** DATASET RECORDS follows **

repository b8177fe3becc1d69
pub mod account;
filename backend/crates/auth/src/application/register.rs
//! Register Use Case
//!
//! Creates an unverified account, hands back the recovery key once, and
//! queues the verification email.

use std::sync::Arc;

use chrono::{DateTime, Utc};

use crate::application::config::AuthConfig;
use crate::application::notification::VerificationMailer;
use crate::application::token_issuer::{OPAQUE_TOKEN_BYTES, issue_opaque_token};
use crate::domain::entity::account::Account;
use crate::domain::repository::AccountRepository;
use crate::domain::value_object::{
    AccountId, Email, RawPassword, RecoveryKey, UserPassword, Username, VerificationToken,
};
use crate::error::{AuthError, AuthResult, IdentityField};

pub struct RegisterInput {
    pub username: String,
    pub email: String,
    pub password: String,
}

#[derive(Debug)]
pub struct RegisterOutput {
    pub account_id: AccountId,
    /// Clear recovery key. Not stored anywhere; this is the only copy.
    pub recovery_key: RecoveryKey,
}

pub struct RegisterUseCase<R>
where
    R: AccountRepository,
{
    repo: Arc<R>,
    config: Arc<AuthConfig>,
    mailer: VerificationMailer,
}

impl<R> RegisterUseCase<R>
where
    R: AccountRepository,
{
    pub fn new(repo: Arc<R>, config: Arc<AuthConfig>, mailer: VerificationMailer) -> Self {
        Self {
            repo,
            config,
            mailer,
        }
    }

    pub async fn execute(&self, input: RegisterInput) -> AuthResult<RegisterOutput> {
        self.execute_at(input, Utc::now()).await
    }

    pub async fn execute_at(
        &self,
        input: RegisterInput,
        now: DateTime<Utc>,
    ) -> AuthResult<RegisterOutput> {
        let username = Username::new(&input.username)?;
        let email = Email::new(&input.email)?;
        let password = RawPassword::new(input.password)?;

        if self.repo.exists_by_username(&username).await? {
            return Err(AuthError::DuplicateIdentity(IdentityField::Username));
        }
        if self.repo.exists_by_email(&email).await? {
            return Err(AuthError::DuplicateIdentity(IdentityField::Email));
        }

        let password_hash = UserPassword::from_raw(&password, self.config.pepper())?;
        let recovery_key = RecoveryKey::new(issue_opaque_token(OPAQUE_TOKEN_BYTES)?);
        let token = VerificationToken::new(issue_opaque_token(OPAQUE_TOKEN_BYTES)?);

        let account = Account::register(
            username,
            email,
            password_hash,
            recovery_key.digest(),
            token.clone(),
            &self.config.verification,
            now,
        );

        // Unique indexes still catch a concurrent registration that slipped
        // past the checks above.
        self.repo.create(&account).await?;

        self.mailer
            .send_welcome(&account.email, &account.username, &token, &recovery_key);

        tracing::info!(account_id = %account.id, "Account registered");

        Ok(RegisterOutput {
            account_id: account.id,
            recovery_key,
        })
    }
}
//! API Server Entry Point
//!
//! Wires configuration, the database pool, the mail worker and the two
//! feature routers. Uses `anyhow` for startup errors; request-level errors
//! go through `kernel::error::AppError`.

use std::net::SocketAddr;

use auth::{AuthAppState, AuthConfig, PgAccountRepository, auth_router};
use axum::{
    Json, Router,
    http::{HeaderValue, Method, header},
    routing::get,
};
use journal::posts_router;
use platform::config::Env;
use platform::mail::{MailQueue, MailQueueConfig, OutboxEmailSender, SmtpConfig, SmtpEmailSender};
use platform::scope::PgScopeBinder;
use serde::Serialize;
use sqlx::postgres::PgPoolOptions;
use tokio::net::TcpListener;
use tower::ServiceBuilder;
use tower_http::cors::{AllowHeaders, AllowMethods, CorsLayer};
use tower_http::trace::TraceLayer;
use tracing_subscriber::{layer::SubscriberExt, util::SubscriberInitExt};

const DEFAULT_ORIGINS: &str = "http://localhost:5173,http://127.0.0.1:5173";

#[derive(Serialize)]
struct Health {
    status: &'static str,
}

async fn health() -> Json<Health> {
    Json(Health { status: "ok" })
}

#[tokio::main]
async fn main() -> anyhow::Result<()> {
    dotenvy::dotenv().ok();

    tracing_subscriber::registry()
        .with(
            tracing_subscriber::EnvFilter::try_from_default_env().unwrap_or_else(|_| {
                "api=info,auth=info,journal=info,platform=info,tower_http=info".into()
            }),
        )
        .with(tracing_subscriber::fmt::layer())
        .init();

    let env = Env::process();

    // Database
    let pool = PgPoolOptions::new()
        .max_connections(env.parse_or("DATABASE_MAX_CONNECTIONS", 5)?)
        .connect(&env.require("DATABASE_URL")?)
        .await?;
    tracing::info!("Connected to database");

    sqlx::migrate!("../../../database/migrations")
        .run(&pool)
        .await?;
    tracing::info!("Migrations completed");

    // Mail
    let auth_config = AuthConfig::from_env(&env)?;
    let (mail_queue, _mail_worker) = match SmtpConfig::from_env(&env)? {
        Some(smtp) => {
            tracing::info!(host = %smtp.host, "SMTP delivery enabled");
            MailQueue::start(SmtpEmailSender::new(&smtp)?, MailQueueConfig::default())
        }
        None => {
            tracing::warn!("SMTP is not configured; outgoing email is kept in memory only");
            MailQueue::start(OutboxEmailSender::new(), MailQueueConfig::default())
        }
    };

    let auth_state = AuthAppState::new(PgAccountRepository::new(pool.clone()), auth_config, mail_queue);
    let posts = posts_router(auth_state.middleware_state(), PgScopeBinder::new(pool));

    // CORS
    let mut origins = env.list("FRONTEND_ORIGINS");
    if origins.is_empty() {
        origins = DEFAULT_ORIGINS.split(',').map(str::to_string).collect();
    }
    let allowed_origins: Vec<HeaderValue> = origins
        .iter()
        .filter_map(|origin| match origin.parse() {
            Ok(value) => Some(value),
            Err(_) => {
                tracing::warn!(%origin, "Ignoring malformed CORS origin");
                None
            }
        })
        .collect();

    let cors = CorsLayer::new()
        .allow_origin(allowed_origins)
        .allow_methods(AllowMethods::list([
            Method::GET,
            Method::POST,
            Method::PUT,
            Method::DELETE,
            Method::OPTIONS,
        ]))
        .allow_headers(AllowHeaders::list([
            header::CONTENT_TYPE,
            header::AUTHORIZATION,
            header::ACCEPT,
        ]))
        .allow_credentials(true);

    let app = Router::new()
        .route("/health", get(health))
        .nest("/api", auth_router(auth_state).merge(posts))
        .layer(
            ServiceBuilder::new()
                .layer(TraceLayer::new_for_http())
                .layer(cors),
        );

    let port: u16 = env.parse_or("PORT", 3000)?;
    let addr = SocketAddr::from(([0, 0, 0, 0], port));
    tracing::info!("Listening on {}", addr);

    let listener = TcpListener::bind(addr).await?;
    axum::serve(
        listener,
        app.into_make_service_with_connect_info::<SocketAddr>(),
    )
    .await?;

    Ok(())
}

** End of DATASET RECORDS **

Reprint exactly the lines above that start at the one with "Server Entry Point" and end at the one with "use std::net::SocketAddr;", keeping both and adding none.

//! API Server Entry Point
//!
//! Wires configuration, the database pool, the mail worker and the two
//! feature routers. Uses `anyhow` for startup errors; request-level errors
//! go through `kernel::error::AppError`.

use std::net::SocketAddr;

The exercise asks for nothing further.